Clinical experience of genome-wide non-invasive prenatal testing as a first-tier screening test in a cohort of 59,771 pregnancies.

OBJECTIVE

Genome-wide non-invasive prenatal testing (GW-NIPT) for prenatal screening has been widely implemented. However, the related clinical data is still insufficient. Here, we evaluated the clinical performance of GW-NIPT as a first-tier screening test for detecting fetal aneuploidy and copy number variation (CNV).

METHODS

The study included 59,877 pregnant women who underwent GW-NIPT at Shenzhen Baoan Women's and Children's Hospital, China, from November 2017 to May 2021. NIPT was performed on the BGISEQ-500 platform.

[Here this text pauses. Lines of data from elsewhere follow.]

//! Shared test utilities for the flashback test suite.
//!
//! Provides fixture builders that lay out an input folder of real (tiny)
//! images and a config pointing at it, so pipeline tests run against the
//! filesystem without needing ffmpeg.
//!
//! # Usage
//!
//! ```rust
//! use crate::test_helpers::*;
//!
//! let tmp = setup_input(&["a.png", "b.png"]);
//! let config = test_config(tmp.path());
//! let plan = build_plan(&config, 42).unwrap();
//! ```

use std::fs::File;
use std::path::Path;
use std::time::SystemTime;
use tempfile::TempDir;

use crate::config::SlideshowConfig;

// =========================================================================
// Fixture setup
// =========================================================================

/// Write a `width`×`height` black PNG.
pub fn write_png(path: &Path, width: u32, height: u32) {
    image::RgbImage::new(width, height).save(path).unwrap();
}

/// Set a file's modification time.
pub fn set_modified(path: &Path, when: SystemTime) {
    File::options()
        .write(true)
        .open(path)
        .unwrap()
        .set_modified(when)
        .unwrap();
}

/// Create a temp dir with an `input_images/` folder holding one small PNG per name.
///
/// Output videos go to the temp dir root.
pub fn setup_input(names: &[&str]) -> TempDir {
    let tmp = TempDir::new().unwrap();
    let input = tmp.path().join("input_images");
    std::fs::create_dir(&input).unwrap();
    for name in names {
        write_png(&input.join(name), 16, 9);
    }
    tmp
}

/// Config for a fixture created by [`setup_input`]: small, fast, seeded.
pub fn test_config(root: &Path) -> SlideshowConfig {
    let mut config = SlideshowConfig {
        input_dir: root.join("input_images"),
        output_dir: root.to_path_buf(),
        fps: 10,
        resolution: "320x180".to_string(),
        seed: Some(42),
        ..SlideshowConfig::default()
    };
    config.timing.crescendo_duration = 2.0;
    config.timing.loop_duration = 1.0;
    config
}
//! Per-image display durations.
//!
//! Pure functions, no I/O. The crescendo is a linearly decreasing arithmetic
//! sequence that ends at one frame (`1/fps`) and sums to the requested total:
//!
//! ```text
//! sum = count * (start + min) / 2   →   start = 2 * total / count - min
//! step = (start - min) / (count - 1)
//! ```
//!
//! When the images are too many for the requested time (`start < min`), the
//! sequence does not shrink or stretch: every image collapses to exactly one
//! frame. That flat fallback is the intended behavior.

use serde::{Deserialize, Serialize};

/// Shortest duration any clip may have: one frame at `fps`.
pub fn min_frame_duration(fps: u32) -> f64 {
    1.0 / fps as f64
}

/// Durations for the crescendo phase, one per image, in display order.
///
/// Returns an empty list for `count == 0`; callers are expected to have
/// rejected an empty image set already.
pub fn compute_crescendo_durations(count: usize, total_time: f64, fps: u32) -> Vec<f64> {
    if count == 0 {
        return Vec::new();
    }

    let min_dur = min_frame_duration(fps);
    let start_dur = 2.0 * total_time / count as f64 - min_dur;

    if start_dur < min_dur {
        return vec![min_dur; count];
    }

    let step = if count > 1 {
        (start_dur - min_dur) / (count - 1) as f64
    } else {
        0.0
    };

    (0..count)
        .map(|i| (start_dur - i as f64 * step).max(min_dur))
        .collect()
}

/// Number of one-frame jobs in the high-speed loop phase.
pub fn loop_frame_count(loop_duration: f64, fps: u32) -> usize {
    if !loop_duration.is_finite() || loop_duration <= 0.0 {
        return 0;
    }
    (loop_duration * fps as f64).floor() as usize
}

/// How the primary pass assigns durations.
#[derive(Debug, Clone, Copy, PartialEq, Serialize, Deserialize)]
#[serde(rename_all = "snake_case")]
pub enum TimingMode {
    /// Accelerate over `total` seconds.
    Crescendo { total: f64 },
    /// Hold every image for the same number of seconds.
    Static { duration: f64 },
}

/// Durations for the primary pass under either timing mode.
///
/// Static durations are floored at one frame, like crescendo terms.
pub fn primary_durations(count: usize, mode: TimingMode, fps: u32) -> Vec<f64> {
    match mode {
        TimingMode::Crescendo { total } => compute_crescendo_durations(count, total, fps),
        TimingMode::Static { duration } => {
            vec![duration.max(min_frame_duration(fps)); count]
        }
    }
}

#[cfg(test)]
mod tests {
    use super::*;

    const EPS: f64 = 1e-9;

    fn assert_close(actual: f64, expected: f64, tolerance: f64) {
        assert!(
            (actual - expected).abs() <= tolerance,
            "expected {expected}, got {actual}"
        );
    }

    // =========================================================================
    // compute_crescendo_durations
    // =========================================================================

    #[test]
    fn four_images_two_seconds_ten_fps() {
        let d = compute_crescendo_durations(4, 2.0, 10);
        assert_eq!(d.len(), 4);
        assert_close(d[0], 0.9, EPS);
        assert_close(d[1], 0.9 - 0.8 / 3.0, EPS);
        assert_close(d[2], 0.9 - 1.6 / 3.0, EPS);
        assert_close(d[3], 0.1, EPS);
        assert_close(d.iter().sum(), 2.0, EPS);
    }

    #[test]
    fn sequence_is_non_increasing_and_floored() {
        for &(count, total, fps) in &[
            (2usize, 1.0, 30u32),
            (10, 10.0, 30),
            (37, 12.5, 24),
            (100, 10.0, 60),
            (500, 3.0, 25),
        ] {
            let d = compute_crescendo_durations(count, total, fps);
            let min = min_frame_duration(fps);
            assert_eq!(d.len(), count);
            assert!(d.windows(2).all(|w| w[0] >= w[1] - EPS), "{d:?}");
            assert!(d.iter().all(|x| *x >= min - EPS));
        }
    }

    #[test]
    fn sum_matches_total_when_unclamped() {
        let d = compute_crescendo_durations(20, 10.0, 30);
        assert_close(d.iter().sum(), 10.0, 1e-6);
        assert_close(*d.last().unwrap(), 1.0 / 30.0, EPS);
    }

    #[test]
    fn single_image_gets_whole_budget_minus_nothing() {
        // start = 2 * 3 / 1 - 0.1 = 5.9; no step for a single term.
        let d = compute_crescendo_durations(1, 3.0, 10);
        assert_eq!(d.len(), 1);
        assert_close(d[0], 5.9, EPS);
    }

    #[test]
    fn too_many_images_collapse_to_one_frame() {
        // start = 2 * 1 / 100 - 1/30 < 1/30
        let d = compute_crescendo_durations(100, 1.0, 30);
        assert_eq!(d.len(), 100);
        assert!(d.iter().all(|x| *x == 1.0 / 30.0));
    }

    #[test]
    fn single_image_below_floor_collapses() {
        let d = compute_crescendo_durations(1, 0.01, 10);
        assert_eq!(d, vec![0.1]);
    }

    #[test]
    fn zero_count_is_empty() {
        assert!(compute_crescendo_durations(0, 5.0, 30).is_empty());
    }

    // =========================================================================
    // loop_frame_count
    // =========================================================================

    #[test]
    fn loop_count_is_floor_of_seconds_times_fps() {
        assert_eq!(loop_frame_count(1.0, 10), 10);
        assert_eq!(loop_frame_count(5.0, 30), 150);
        assert_eq!(loop_frame_count(0.25, 10), 2);
    }

    #[test]
    fn loop_count_zero_or_negative_is_empty() {
        assert_eq!(loop_frame_count(0.0, 30), 0);
        assert_eq!(loop_frame_count(-1.0, 30), 0);
        assert_eq!(loop_frame_count(f64::NAN, 30), 0);
    }

    // =========================================================================
    // primary_durations
    // =========================================================================

    #[test]
    fn static_mode_repeats_duration() {
        let d = primary_durations(3, TimingMode::Static { duration: 2.0 }, 30);
        assert_eq!(d, vec![2.0, 2.0, 2.0]);
    }

    #[test]
    fn static_mode_floors_at_one_frame() {
        let d = primary_durations(2, TimingMode::Static { duration: 0.001 }, 10);
        assert_eq!(d, vec![0.1, 0.1]);
    }

    #[test]
    fn crescendo_mode_delegates() {
        let d = primary_durations(4, TimingMode::Crescendo { total: 2.0 }, 10);
        assert_eq!(d, compute_crescendo_durations(4, 2.0, 10));
    }
}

Fetal karyotype analysis, chromosomal microarray analysis (CMA) and fluorescence in situ hybridization were used for invasive diagnostic procedures, and postnatal outcomes were collected.

RESULTS

Among 59,877 pregnant women who underwent GW-NIPT, 59,771 were successfully tested. Of these, 499 (0.83%) were identified with 504 high-risk fetal chromosomal abnormalities, including 5 cases each carrying two distinct abnormalities. Follow-up analysis demonstrated that GW-NIPT sensitivity exceeded 97% for fetal aneuploidies and was 63.6% for CNV (≥5 Mb). The positive predictive values for T21, T18, T13, sex chromosome aneuploidy, rare autosomal aneuploidy, and CNV (≥5 Mb) were calculated as 83.1%, 25.8%, 10.3%, 51.9%, 2.0%, and 33.9%, respectively. For confirmed fetal mosaicism, the detection rate of NIPT was 70.6%, which was consistent with that of CMA (70.6%).

CONCLUSIONS

GW-NIPT has high sensitivity in screening fetal aneuploidy and moderate clinical utility in detecting CNV and fetal mosaicism, demonstrating that GW-NIPT holds significant application value in current and future prenatal screening procedures.